Daniel Wallace’s Big Fish is an extraordinary story. It’s told in vignettes, and it paints pictures so vivid that you can’t find them in the words on the page. The essence of this tale is about storytelling and the power it wields to create meaning, to make things more true, to leave legacy, and to express love.
It’s a wonderful read. And then there’s the film by Tim Burton which takes the story to an entirely different level, amplifying the words of Edward Bloom (the father in the story) in which he warns his son that just sharing information in the truest sense is “all the facts, and none of the flavor.” It is the thesis of the entire film.
To Edward, storytelling is not the retelling of what happened but the articulation of what felt true. His life, as he retells it, is filled with giants, witches, impossible towns, werewolf circus masters, and moments in which time freezes still. Yet the emotional resonance of these stories is utterly real.
The film’s most magical moment comes when young Edward first sees Sandra, his future bride, in the circus audience. The tent goes silent. Popcorn hangs suspended in midair. Performers freeze mid-flight. Time stops. Tim Burton visually tells us that time stood still when he saw her, not because it did so literally, but because that’s what it felt like. This moment is the purest expression of the film’s theory of storytelling: exaggeration can reveal a truth deeper than fact.
This storytelling stance places Big Fish, both novel and film, alongside great writers who embellish, distort, expand, or intensify reality not for escapism but to make meaning visible.
Marquez is at the top of that list. As is Edgar Allan Poe, Dickens, Borges, Kafka, Flannery O’Connor, and Italo Calvino. To only name a few.
Here from Marquez in One Hundred Years of Solitude when the gypsy Melquíades introduces magnets to Macondo:
He went from house to house dragging two metal ingots and everybody was amazed to see pots, pans, tongs and braziers tumble down from their places and beams creak from the desperation of nails and screws trying to emerge, and even objects that had been lost for a long time appeared from where they had been searched for most and went dragging along in turbulent confusion behind Melquíades’ magical irons.
Edward Bloom tells stories in the same spirit. His tall tales are not meant to deceive: a giant so towering he must duck under the circus tent, conjoined twins who sing in harmony, a witch who shows you your death in her eye. Instead, they function the way magnets do in Márquez by pulling hidden meaning, long-buried feelings, and emotional truths into the open: an outcast whose size matches his loneliness, the beauty and pain of romantic decisions, and the embodiment of fate. When Edward faces a moment of fear or wonder or love, he tells it in a way that evokes his interior life not the external facts. It is his encounter with the witch and seeing his life to the end that gives Edward the power to live and make his life as big and meaningful as myth.
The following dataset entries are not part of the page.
impl OciClient {
    pub fn new(runner: Box<dyn CliRunner>, tenancy_id: &str, region: Option<String>) -> Self {
        Self {
            runner,
            tenancy_id: tenancy_id.to_string(),
            region,
        }
    }

    pub fn tenancy_id(&self) -> &str {
        &self.tenancy_id
    }

    /// Home region from the config profile, if known.
    pub fn region(&self) -> Option<&str> {
        self.region.as_deref()
    }

    /// Run a command and return its raw JSON, untouched.
    pub async fn raw(&self, args: &[&str]) -> Result<Option<Value>, InventoryError> {
        let args: Vec<String> = args.iter().map(|a| a.to_string()).collect();
        self.runner.run_json(&args).await
    }

    /// Run a list command with `--all` and decode its `data` array.
    async fn list<T: DeserializeOwned>(&self, args: &[&str]) -> Result<Vec<T>, InventoryError> {
        let mut args = args.to_vec();
        args.push("--all");
        self.list_page(&args).await
    }

    /// Run a list command as-is (no `--all`) and decode its `data` array.
    async fn list_page<T: DeserializeOwned>(
        &self,
        args: &[&str],
    ) -> Result<Vec<T>, InventoryError> {
        Ok(self.data(args).await?.unwrap_or_default())
    }

    async fn get<T: DeserializeOwned>(&self, args: &[&str]) -> Result<Option<T>, InventoryError> {
        self.data(args).await
    }

    async fn data<T: DeserializeOwned>(&self, args: &[&str]) -> Result<Option<T>, InventoryError> {
        let Some(value) = self.raw(args).await? else {
            return Ok(None);
        };
        let command = command_line("oci", &args.iter().map(|a| a.to_string()).collect::<Vec<_>>());
        decode_data(&command, value)
    }

    // -----------------------------------------------------------------------
    // Identity
    // -----------------------------------------------------------------------

    pub async fn list_region_subscriptions(
        &self,
    ) -> Result<Vec<RegionSubscription>, InventoryError> {
        self.list(&["iam", "region-subscription", "list"]).await
    }

    /// Every compartment below the tenancy, at any depth.
    pub async fn list_compartments(&self) -> Result<Vec<Compartment>, InventoryError> {
        self.list(&[
            "iam",
            "compartment",
            "list",
            "--compartment-id",
            &self.tenancy_id,
            "--compartment-id-in-subtree",
            "true",
            "--access-level",
            "ANY",
        ])
        .await
    }

    /// Active compartments plus the tenancy root.
    pub async fn list_active_compartments_with_root(
        &self,
    ) -> Result<Vec<Compartment>, InventoryError> {
        let mut compartments: Vec<Compartment> = self
            .list_compartments()
            .await?
            .into_iter()
            .filter(Compartment::is_active)
            .collect();
        compartments.push(Compartment::tenancy_root(&self.tenancy_id));
        Ok(compartments)
    }

    pub async fn list_availability_domains(
        &self,
    ) -> Result<Vec<AvailabilityDomain>, InventoryError> {
        self.list_page(&[
            "iam",
            "availability-domain",
            "list",
            "--compartment-id",
            &self.tenancy_id,
        ])
        .await
    }

    pub async fn list_users(&self) -> Result<Vec<User>, InventoryError> {
        self.list(&["iam", "user", "list", "--compartment-id", &self.tenancy_id])
            .await
    }

    pub async fn list_groups(&self) -> Result<Vec<Group>, InventoryError> {
        self.list(&["iam", "group", "list", "--compartment-id", &self.tenancy_id])
            .await
    }

    pub async fn list_group_members(
        &self,
        group_id: &str,
    ) -> Result<Vec<GroupMember>, InventoryError> {
        self.list(&[
            "iam",
            "group",
            "list-users",
            "--compartment-id",
            &self.tenancy_id,
            "--group-id",
            group_id,
        ])
        .await
    }

    pub async fn list_policies(&self, compartment_id: &str) -> Result<Vec<Policy>, InventoryError> {
        self.list(&["iam", "policy", "list", "--compartment-id", compartment_id])
            .await
    }

    // -----------------------------------------------------------------------
    // Networking
    // -----------------------------------------------------------------------

    pub async fn list_vcns(&self, compartment_id: &str) -> Result<Vec<Vcn>, InventoryError> {
        self.list(&["network", "vcn", "list", "--compartment-id", compartment_id])
            .await
    }

    pub async fn list_security_lists(
        &self,
        compartment_id: &str,
    ) -> Result<Vec<SecurityList>, InventoryError> {
        self.list(&[
            "network",
            "security-list",
            "list",
            "--compartment-id",
            compartment_id,
        ])
        .await
    }

    pub async fn list_nsgs(
        &self,
        compartment_id: &str,
    ) -> Result<Vec<NetworkSecurityGroup>, InventoryError> {
        self.list(&["network", "nsg", "list", "--compartment-id", compartment_id])
            .await
    }

    pub async fn list_nsg_rules(&self, nsg_id: &str) -> Result<Vec<NsgRule>, InventoryError> {
        self.list(&["network", "nsg", "rules", "list", "--nsg-id", nsg_id])
            .await
    }

    pub async fn list_public_ips(
        &self,
        compartment_id: &str,
    ) -> Result<Vec<PublicIp>, InventoryError> {
        self.list(&[
            "network",
            "public-ip",
            "list",
            "--compartment-id",
            compartment_id,
            "--scope",
            "REGION",
        ])
        .await
    }

    pub async fn list_drgs(&self, compartment_id: &str) -> Result<Vec<Gateway>, InventoryError> {
        self.list(&["network", "drg", "list", "--compartment-id", compartment_id])
            .await
    }

    pub async fn list_ipsec_connections(
        &self,
        compartment_id: &str,
    ) -> Result<Vec<Gateway>, InventoryError> {
        self.list(&[
            "network",
            "ip-sec-connection",
            "list",
            "--compartment-id",
            compartment_id,
        ])
        .await
    }

    pub async fn get_vnic(&self, vnic_id: &str) -> Result<Option<Vnic>, InventoryError> {
        self.get(&["network", "vnic", "get", "--vnic-id", vnic_id])
            .await
    }

    // -----------------------------------------------------------------------
    // Compute and block storage
    // -----------------------------------------------------------------------

    pub async fn list_instances(
        &self,
        compartment_id: &str,
    ) -> Result<Vec<Instance>, InventoryError> {
        self.list(&["compute", "instance", "list", "--compartment-id", compartment_id])
            .await
    }

    pub async fn get_image(&self, image_id: &str) -> Result<Option<Image>, InventoryError> {
        self.get(&["compute", "image", "get", "--image-id", image_id])
            .await
    }

    /// Newest image for an operating system and version.
    pub async fn newest_image(
        &self,
        operating_system: &str,
        operating_system_version: &str,
    ) -> Result<Option<Image>, InventoryError> {
        let images: Vec<Image> = self
            .list_page(&[
                "compute",
                "image",
                "list",
                "--compartment-id",
                &self.tenancy_id,
                "--operating-system",
                operating_system,
                "--operating-system-version",
                operating_system_version,
                "--sort-by",
                "TIMECREATED",
                "--sort-order",
                "DESC",
                "--limit",
                "1",
            ])
            .await?;
        Ok(images.into_iter().next())
    }

    pub async fn list_vnic_attachments(
        &self,
        compartment_id: &str,
        instance_id: Option<&str>,
    ) -> Result<Vec<VnicAttachment>, InventoryError> {
        let mut args = vec![
            "compute",
            "vnic-attachment",
            "list",
            "--compartment-id",
            compartment_id,
        ];
        if let Some(instance_id) = instance_id {
            args.extend(["--instance-id", instance_id]);
        }
        self.list(&args).await
    }

    pub async fn list_volumes(&self, compartment_id: &str) -> Result<Vec<Volume>, InventoryError> {
        self.list(&["bv", "volume", "list", "--compartment-id", compartment_id])
            .await
    }

    pub async fn list_volume_attachments(
        &self,
        compartment_id: &str,
        volume_id: Option<&str>,
    ) -> Result<Vec<VolumeAttachment>, InventoryError> {
        let mut args = vec![
            "compute",
            "volume-attachment",
            "list",
            "--compartment-id",
            compartment_id,
        ];
        if let Some(volume_id) = volume_id {
            args.extend(["--volume-id", volume_id]);
        }
        self.list(&args).await
    }

    pub async fn list_volume_backups(
        &self,
        compartment_id: &str,
        volume_id: &str,
    ) -> Result<Vec<VolumeBackup>, InventoryError> {
        self.list(&[
            "bv",
            "backup",
            "list",
            "--compartment-id",
            compartment_id,
            "--volume-id",
            volume_id,
        ])
        .await
    }

    // -----------------------------------------------------------------------
    // Object and file storage
    // -----------------------------------------------------------------------

    pub async fn get_namespace(&self) -> Result<String, InventoryError> {
        let args = ["os", "ns", "get"];
        self.get(&args).await?.ok_or_else(|| InventoryError::OciOutput {
            command: command_line("oci", &args.map(String::from)),
            details: "no namespace returned".to_string(),
        })
    }

    pub async fn list_buckets(
        &self,
        namespace: &str,
        compartment_id: &str,
    ) -> Result<Vec<BucketSummary>, InventoryError> {
        self.list(&[
            "os",
            "bucket",
            "list",
            "--namespace-name",
            namespace,
            "--compartment-id",
            compartment_id,
        ])
        .await
    }

    /// Bucket details including approximate object count and size.
    pub async fn get_bucket(
        &self,
        namespace: &str,
        bucket: &str,
    ) -> Result<Option<Bucket>, InventoryError> {
        self.get(&[
            "os",
            "bucket",
            "get",
            "--namespace-name",
            namespace,
            "--bucket-name",
            bucket,
            "--fields",
            "approximateCount",
            "--fields",
            "approximateSize",
        ])
        .await
    }

    pub async fn list_objects(
        &self,
        namespace: &str,
        bucket: &str,
    ) -> Result<Vec<ObjectSummary>, InventoryError> {
        let listing: Option<ObjectListing> = self
            .get(&[
                "os",
                "object",
                "list",
                "--namespace-name",
                namespace,
                "--bucket-name",
                bucket,
                "--all",
            ])
            .await?;
        Ok(listing.map(ObjectListing::into_objects).unwrap_or_default())
    }

    pub async fn put_object(
        &self,
        namespace: &str,
        bucket: &str,
        file: &Path,
        object_name: &str,
    ) -> Result<(), InventoryError> {
        let file = file.display().to_string();
        self.raw(&[
            "os",
            "object",
            "put",
            "--namespace-name",
            namespace,
            "--bucket-name",
            bucket,
            "--file",
            &file,
            "--name",
            object_name,
            "--force",
        ])
        .await?;
        debug!(bucket, object_name, "Uploaded object");
        Ok(())
    }

    pub async fn list_file_systems(
        &self,
        compartment_id: &str,
        availability_domain: &str,
    ) -> Result<Vec<FileSystem>, InventoryError> {
        self.list(&[
            "fs",
            "file-system",
            "list",
            "--compartment-id",
            compartment_id,
            "--availability-domain",
            availability_domain,
        ])
        .await
    }

    // -----------------------------------------------------------------------
    // Load balancers and databases
    // -----------------------------------------------------------------------

    pub async fn list_load_balancers(
        &self,
        compartment_id: &str,
    ) -> Result<Vec<LoadBalancer>, InventoryError> {
        self.list(&["lb", "load-balancer", "list", "--compartment-id", compartment_id])
            .await
    }

    pub async fn list_autonomous_databases(
        &self,
        compartment_id: &str,
    ) -> Result<Vec<AutonomousDatabase>, InventoryError> {
        self.list(&[
            "db",
            "autonomous-database",
            "list",
            "--compartment-id",
            compartment_id,
        ])
        .await
    }

    // -----------------------------------------------------------------------
    // Advisor, Cloud Guard and logging
    // -----------------------------------------------------------------------

    pub async fn list_recommendations(&self) -> Result<Vec<Recommendation>, InventoryError> {
        self.list(&[
            "optimizer",
            "recommendation",
            "list",
            "--compartment-id",
            &self.tenancy_id,
            "--compartment-id-in-subtree",
            "true",
        ])
        .await
    }

    pub async fn list_problems(&self) -> Result<Vec<Problem>, InventoryError> {
        self.list(&[
            "cloud-guard",
            "problem",
            "list",
            "--compartment-id",
            &self.tenancy_id,
            "--compartment-id-in-subtree",
            "true",
            "--access-level",
            "ANY",
        ])
        .await
    }
}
And so eventually his son Will realizes that disputing the literal accuracy of the stories misses the point. Facts may be correct, but flavor carries the truth.
If magical realists heighten events, Gothic writers heighten atmosphere by animating the environment until it becomes an emotional force. Edgar Allan Poe was great at this. Tim Burton draws from this precedent when a young Edward ventures into the haunted forest, the trees bend toward him, branches clawing the air. Objects shift. Shadows lengthen unnaturally. Nothing supernatural happens, yet the atmosphere is charged. Burton, like Poe, allows the environment to reflect the character’s interior fears.
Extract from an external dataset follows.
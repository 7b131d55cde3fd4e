//! AWS inventory module.

pub mod client;
pub mod inventory;
pub mod types;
Big Fish zooms in on emotional states. The forest becomes a flavor of youthful fear, the circus becomes a flavor of wonder, the dreamlike town of Spectre with its bare feet and perfect streets becomes a flavor of temptation wrapped in the risk of standing forever still. These places aren’t meant to be literal.
This way of revealing meaning has a long lineage. Charles Dickens, too, was a master. Here’s one from A Christmas Carol:
The cold within him froze his old features, nipped his pointed nose, shrivelled his cheek, stiffened his gait; made his eyes red, his thin lips blue; and spoke out shrewdly in his grating voice. A frosty rime was on his head, and on his eyebrows, and his wiry chin. He carried his own low temperature always about him; he iced his office in the dogdays; and didn’t thaw it one degree at Christmas.
This is the same narrative strategy Edward Bloom uses: letting descriptions reveal inner essence rather than outward appearance. The exaggerations aren’t deceit. They are his way of treating ordinary moments as though they contain the seeds of myth.
The most powerful scene in Big Fish comes at the end, when Edward has died and Will attends the funeral. Suddenly, every figure from Edward’s tall tales appears. The giant, Karl: tall, but not impossibly tall. The conjoined twins: two women, not quite identical. The circus ringleader: eccentric but unmistakably human. They are the “real” versions of the stories Will has heard all his life.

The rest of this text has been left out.